- Associated Press - Wednesday, March 25, 2020

DOVER, Del. (AP) - Delaware utility regulators have ruled that Delmarva Power should automatically move commercial electric customers to less expensive rate classifications when they are eligible, rather than forcing customers to ask to be moved.

The Public Service Commission last week granted a petition by PSC staff and the Division of the Public Advocate to change Delmarva’s tariff so business customers do not unnecessarily overpay for their electricity. The commission could sign a written order as soon as next week’s meeting.

The petition was filed after informal talks with Delmarva Power failed to resolve the concerns of PSC staff and the Public Advocate, which represents the interests of consumers in utility cases.

Officials urged Delmarva Power customers earlier this month to contact the utility and ask if they qualify for lower electric billing rates. The move came after officials learned that more than 5,000 Delmarva Power business customers may be paying more than they need to.

The issue came to light after The Associated Press recently published an article about a complaint filed by a Sussex County businessman.
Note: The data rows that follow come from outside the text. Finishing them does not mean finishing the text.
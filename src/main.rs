//! mica - an interactive command shell
//!
//! Terminal frontend for the micashell interpreter core: reads lines
//! from stdin, renders tagged output records with ANSI colors on
//! stdout, and performs the session actions (clear, recall, exit)
//! the library hands back.

use std::env;
use std::io::{self, BufRead, Write};
use std::path::PathBuf;
use std::process;

use tracing::{error, info};
use tracing_subscriber::EnvFilter;

use micashell::error::Result;
use micashell::models::{OutputRecord, OutputTag};
use micashell::session::{Session, SessionAction};
use micashell::{handle_startup_error, NAME, VERSION};

/// Application configuration
#[derive(Debug, Default)]
struct AppArgs {
    /// Configuration file path
    config_path: Option<PathBuf>,
    /// Enable debug mode
    debug: bool,
    /// Suppress the welcome banner
    no_banner: bool,
}

impl AppArgs {
    /// Parse command line arguments
    fn parse() -> Result<Self> {
        let args: Vec<String> = env::args().collect();
        let mut app_args = AppArgs::default();

        let mut i = 1;
        while i < args.len() {
            match args[i].as_str() {
                "--config" | "-c" => {
                    if i + 1 < args.len() {
                        app_args.config_path = Some(PathBuf::from(&args[i + 1]));
                        i += 1;
                    } else {
                        return Err("Missing config file path".into());
                    }
                }
                "--debug" | "-d" => {
                    app_args.debug = true;
                }
                "--no-banner" | "-q" => {
                    app_args.no_banner = true;
                }
                "--help" | "-?" => {
                    print_help();
                    process::exit(0);
                }
                "--version" | "-v" => {
                    println!("{} v{}", NAME, VERSION);
                    process::exit(0);
                }
                arg if arg.starts_with('-') => {
                    return Err(format!("Unknown option: {}", arg).into());
                }
                arg => {
                    return Err(format!("Unexpected argument: {}", arg).into());
                }
            }
            i += 1;
        }

        Ok(app_args)
    }
}

/// Print help information
fn print_help() {
    println!("mica - an interactive command shell");
    println!();
    println!("USAGE:");
    println!("    mica [OPTIONS]");
    println!();
    println!("OPTIONS:");
    println!("    -c, --config <PATH>    Path to configuration file");
    println!("    -d, --debug            Enable debug logging");
    println!("    -q, --no-banner        Skip the welcome banner");
    println!("    -?, --help             Print this help message");
    println!("    -v, --version          Print version information");
    println!();
    println!("CONFIGURATION:");
    println!("    mica looks for configuration files in the following order:");
    println!("    1. Path specified with --config");
    println!("    2. $XDG_CONFIG_HOME/micashell/config.toml");
    println!("    3. ~/.config/micashell/config.toml");
    println!("    4. ~/.micashell/config.toml");
    println!("    5. ./.micashell/config.toml");
    println!("    6. Built-in defaults");
    println!();
    println!("ENVIRONMENT:");
    println!("    MICASHELL_CONFIG       Path to configuration file");
    println!("    MICASHELL_DEBUG        Enable debug logging (1 or true)");
    println!("    RUST_LOG               Set logging level (error, warn, info, debug, trace)");
}

fn main() -> Result<()> {
    let args = AppArgs::parse().unwrap_or_else(|e| {
        eprintln!("Error: {}", e);
        println!();
        print_help();
        process::exit(1);
    });

    // Initialize logging based on debug flag; records render on stdout,
    // so all diagnostics go to stderr
    let debug_env = env::var("MICASHELL_DEBUG")
        .map(|v| v == "1" || v.to_lowercase() == "true")
        .unwrap_or(false);
    let log_level = if args.debug || debug_env { "debug" } else { "warn" };
    let env_filter = env::var("RUST_LOG").unwrap_or_else(|_| log_level.to_string());
    tracing_subscriber::fmt()
        .with_env_filter(EnvFilter::new(env_filter))
        .with_writer(io::stderr)
        .with_target(false)
        .with_thread_ids(false)
        .with_file(false)
        .with_line_number(false)
        .compact()
        .init();

    info!("🚀 Starting {} v{}", NAME, VERSION);

    let session = match load_session(&args) {
        Ok(session) => session,
        Err(e) => {
            error!("💥 Startup failed: {}", e);
            eprintln!("{}", handle_startup_error(&e));
            process::exit(1);
        }
    };

    run_repl(session, &args)?;

    info!("👋 {} shutdown complete", NAME);
    Ok(())
}

/// Build the session from --config, $MICASHELL_CONFIG, or the search paths
fn load_session(args: &AppArgs) -> Result<Session> {
    info!("⚙️  Loading configuration...");

    let config_path = args
        .config_path
        .clone()
        .or_else(|| env::var("MICASHELL_CONFIG").ok().map(PathBuf::from));

    // An explicitly named config file must load; the search paths fall
    // back to defaults inside init()
    match config_path {
        Some(path) => micashell::init_with_config(&path),
        None => micashell::init(),
    }
}

/// Read lines, dispatch them, render the records, perform the actions
fn run_repl(mut session: Session, args: &AppArgs) -> Result<()> {
    let mut stdout = io::stdout();
    let mut input = io::stdin().lock();

    if session.config().shell.show_welcome && !args.no_banner {
        render_record(&session.welcome_banner());
    }

    let prompt = session.config().shell.prompt.clone();
    // Recalled history entry waiting at the prompt (empty line submits it)
    let mut pending_recall: Option<String> = None;
    // Exit requested while background tasks exist
    let mut awaiting_exit_confirmation = false;

    loop {
        if awaiting_exit_confirmation {
            print!("There are background tasks running. Do you want to exit anyway? [y/N] ");
        } else if let Some(text) = &pending_recall {
            print!("{}{} ", prompt, text);
        } else {
            print!("{}", prompt);
        }
        stdout.flush()?;

        let mut line = String::new();
        if input.read_line(&mut line)? == 0 {
            // EOF: treat like a plain exit
            break;
        }

        if awaiting_exit_confirmation {
            let answer = line.trim().to_lowercase();
            if answer == "y" || answer == "yes" {
                break;
            }
            awaiting_exit_confirmation = false;
            continue;
        }

        // An empty line at a recall prompt submits the recalled text
        let line = match pending_recall.take() {
            Some(recalled) if line.trim().is_empty() => recalled,
            _ => line,
        };

        let outcome = session.dispatch(&line);
        for record in &outcome.records {
            render_record(record);
        }

        match outcome.action {
            Some(SessionAction::ClearLog) => {
                print!("\x1b[2J\x1b[1;1H");
                stdout.flush()?;
            }
            Some(SessionAction::Recall(text)) => {
                pending_recall = Some(text);
            }
            Some(SessionAction::Exit { needs_confirmation }) => {
                if needs_confirmation {
                    awaiting_exit_confirmation = true;
                } else {
                    break;
                }
            }
            None => {}
        }
    }

    Ok(())
}

/// Print one record with its tag color
fn render_record(record: &OutputRecord) {
    println!("{}", colorize(record));
}

/// Wrap a record's text in the ANSI color for its tag
fn colorize(record: &OutputRecord) -> String {
    let code = match record.tag {
        OutputTag::None => return record.text.clone(),
        OutputTag::Error => "\x1b[31m",
        OutputTag::Success => "\x1b[32m",
        OutputTag::Info => "\x1b[33m",
        OutputTag::Input => "\x1b[36m",
    };
    format!("{}{}\x1b[0m", code, record.text)
}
That complaint involved Delmarva’s solar energy tariff, but it brought to light the broader issue of how Delmarva bills its business customers.

Under Delmarva’s tariff, a business customer with a “small general service” rate classification pays only for actual kilowatt usage plus a nominal monthly service fee. But a “small” customer is automatically moved by Delmarva to a more expensive “medium general service” classification if it consumes 3,500 kilowatt hours or more for two consecutive months.

The medium classification comes with a monthly “demand” charge that can amount to several hundred dollars or more based on a customer’s peak usage that month. A customer also must remain at the medium classification for 12 months, without exceeding the 3,500 kWh threshold, before being allowed to return to the less expensive “small” classification.

The problem is that, while Delmarva Power automatically moves customers from small to medium service, it has not been notifying customers that they are eligible to be restored to the lower rate classification after a year has passed. Instead, a utility customer must proactively make that request. In documents submitted to support a pending request to raise its electricity rates, Delmarva admits that businesses that have been eligible for lower rate classifications “rarely made such a request.”

The PSC agreed that customers should no longer have to bear that burden.

“It makes it automatic both ways,” Public Advocate Drew Slater said Wednesday.

Slater also contends that Delmarva not only has been allowing customers to overpay for electricity, but has actually been violating its tariff.

In support of the proposed rate increase, Delmarva submitted testimony by Kevin McGowan, vice president of regulatory policy and strategy for parent company Pepco Holdings. McGowan testified that when a business customer moves into facility formerly occupied by a previous customer, the new customer is automatically assigned the same service classification its predecessor had.

Delmarva’s tariff states that when two or more service classifications are available, the customer “shall” select the service classification.

“Regarding Kevin McGowan’s testimony, Delmarva Power is following the processes and procedures in its existing tariff, as approved by the Public Service Commission,” Pepco spokesman Jake Sneeden said in an email Wednesday. “Customers can contact the company at any time to request a review of their account.”

Sneeden also said Delmarva Power is working with state officials to develop a plan to transfer eligible customers to new service classifications “as quickly and efficiently as possible.”

Delmarva has said more than 5,000 of its roughly 13,700 “medium” businesses customers currently qualify for the “small” rate classification, and that half of its “large” business customers qualify for “medium” rate classification.

Nevertheless, Delmarva argued that the rate classification issue should be folded into the commission’s deliberations over the proposed rate increase, a process that will take several months.

“An over-simplistic revision of the electric tariff may facially appear to provide a ’quick fix’ for commercial customers, but … in the absence of a holistic and measured approach, such rash action may have unintended negative consequences for other ratepayers,” wrote Delmarva Power attorney Pamela Scott.

Meanwhile, Slater said Delmarva is opposing his request that it send letters to business customers within 30 days of the PSC’s order notifying them of the change.

“In these times in particular, where business have closed due to COVID-19, I think it could be a significant benefit to some of these small businesses to at least be notified,” he said.

Slater said that if Delmarva Power won’t notify customers, he will request their names and addresses and do it himself.

“The customers of the utility deserve to know what is going on,” he said.